Ma prendiamo per buona invece la seconda opzione, che all’ascolto si rivela più precisa: dunque una consonante palatale sorda e una vocale aspirata, staccate e fatte riecheggiare, divennero il marchio di fabbrica sonoro ed evocatore delle spaventose gesta del “mostro”, nonché i mattoni costitutivi di una delle più efficaci “scary music” mai immaginate. Un tema, appunto, senza tema.
Va da sé che, nei film seguenti, Manfredini elaborò intorno a quest’idea altri temi e molto altro materiale, potendo disporre di risorse e di strumenti più ampi. Ma l’ossuta, spettrale e urticante efficacia, nonché le continue tensioni d’avanguardia di questo score rimasero insuperate, e bene ha fatto l’inesauribile La-La Land a isolarne e pubblicarne ora la versione integrale, peraltro a pochi mesi di distanza dall’uscita in edizione limitata – sempre per l’etichetta di Burbank - di un megacofanetto di 6 cd contenente i soundtrack di tutti i primi 6 capitoli della serie, e ad ormai un trentennio dalla comparsa di un vinile (oggi oggetto da collezione) Gramavision ristampato da Milan, con tre suites dai primi tre film.
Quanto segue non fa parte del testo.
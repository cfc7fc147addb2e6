//! services/client/src/app/upload_task.rs
//!
//! This module contains the asynchronous "worker" function responsible for
//! uploading a single file into a project.

use crate::app::documents::{DocumentsState, FileUpload};
use crate::app::state::AppState;
use chrono::Utc;
use docuchat_core::domain::{Document, DocumentStatus};
use docuchat_core::ports::{NewDocument, PortResult};
use std::sync::Arc;
use tokio::sync::Mutex;
use tracing::{info, warn};
use uuid::Uuid;

/// The main asynchronous task for one file upload.
///
/// The file gets a provisional record immediately so the view shows it as
/// uploading. The bytes go to object storage first, then the durable record
/// is inserted and atomically replaces the provisional one. Any failure
/// removes the provisional record again: an upload failure must not leave an
/// orphaned database record, and an insert failure after a successful upload
/// removes the just-uploaded bytes best-effort.
pub async fn upload_process(
    state: Arc<AppState>,
    documents: Arc<Mutex<DocumentsState>>,
    project_id: Uuid,
    file: FileUpload,
) -> PortResult<Document> {
    info!("Upload started for '{}'", file.name);

    let provisional_id = Uuid::new_v4();
    let provisional = Document {
        id: provisional_id,
        project_id,
        name: file.name.clone(),
        size: file.bytes.len() as i64,
        media_type: file.media_type.clone(),
        status: DocumentStatus::Uploading,
        uploaded_at: Utc::now(),
        storage_path: None,
    };

    documents.lock().await.documents.insert(0, provisional);

    let path = format!("{}/{}-{}", project_id, provisional_id, file.name);
    let stored_path = match state.storage.put(&path, &file.bytes).await {
        Ok(stored_path) => stored_path,
        Err(e) => {
            discard_provisional(&documents, provisional_id).await;
            state.notify_error(format!("Failed to upload {}", file.name));
            return Err(e);
        }
    };

    let inserted = state
        .db
        .insert_document(NewDocument {
            project_id,
            name: file.name.clone(),
            size: file.bytes.len() as i64,
            media_type: file.media_type.clone(),
            status: DocumentStatus::Processing,
            storage_path: Some(stored_path.clone()),
        })
        .await;

    let durable = match inserted {
        Ok(durable) => durable,
        Err(e) => {
            if let Err(cleanup) = state.storage.remove(&[stored_path]).await {
                warn!(
                    "Failed to clean up uploaded bytes for '{}': {:?}",
                    file.name, cleanup
                );
            }
            discard_provisional(&documents, provisional_id).await;
            state.notify_error(format!("Failed to upload {}", file.name));
            return Err(e);
        }
    };

    // One lock acquisition: the provisional entry becomes the durable one in
    // place, so the view never sees both or neither. If the list was reloaded
    // mid-upload the provisional entry is already gone and the durable record
    // appears on the next load instead.
    {
        let mut list = documents.lock().await;
        if let Some(slot) = list.documents.iter_mut().find(|d| d.id == provisional_id) {
            *slot = durable.clone();
        }
    }

    info!("Upload finished for '{}'", file.name);
    Ok(durable)
}

async fn discard_provisional(documents: &Arc<Mutex<DocumentsState>>, id: Uuid) {
    let mut list = documents.lock().await;
    list.documents.retain(|d| d.id != id);
}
L’enunciazione del “tema di Jason”, se così possiamo chiamarlo, il cui compito come s’è visto è quello di comunicare senza equivoci allo spettatore/ascoltatore la presenza del killer (viceversa ignorata dalle sue vittime sullo schermo), si colloca sin da “Overlay of evil/Main Title” su uno sfondo temerario: violini e tastiere tessono ragnatele di accordi morti, informi, fra riverberi e tintinnìi inquietanti, i bassi disegnano un percorso a salire che torna ai violini su una nota nella quale si innescano disegni rapidi, flautandi e strappi che rimandano senza nessun infingimento allo Herrmann di Psyco, precedendo un breve “allegro” dove bruschi ottoni accennano un disegno ritmico quasi stravinskyano. Si tratta di una horror music che punta alla semplificazione secondo una procedura di prosciugamento della quantità di suono in proporzione diretta all’imprevedibilità formale. La cultura jazzistica moderna di Manfredini, compresi i suoi debiti alle tecniche di improvvisazione, appare qui saldamente connessa con la conoscenza delle avanguardie europee (a partire da quel Penderecki che era stato assunto come modello) ma anche irrorata da un eclettismo di linguaggio funzionale al film e nel contempo spavaldamente padroneggiato, come testimonia lo scatenato “Banjo Travelin’”, tipico esempio di “source music”; peraltro le ristrettezze di budget, sfociate in un organico compresso che ricorda la Kammersymphonie op. 9 di Schönberg, moltiplicano anziché ridurle le risorse creative e le inquietudini espressive del compositore. Alcuni brani, come “Ralph in the pantry”, nell’essiccare la “musica da suspence” sino al suo scheletro timbrico, ne esaltano la potenza psicologica ed evocativa, percorrendo un coraggioso sentiero in bilico tra “musica” ed effetto sonoro: lo stesso rifiuto di qualunque melodismo appare in parte contraddetto dalla formazione di strati tematici “interni” (il mesto tema delle viole che apre “Don’t smoke in bed”), che si fanno faticosamente strada fra le fissità dissonanti dei violini e gli scudisci della percussione, laddove anche il tema di Jason può subire delle variazioni in senso ritmico, venendo accelerato (così da dare l’impressione di un ansimare crescente) o rallentato.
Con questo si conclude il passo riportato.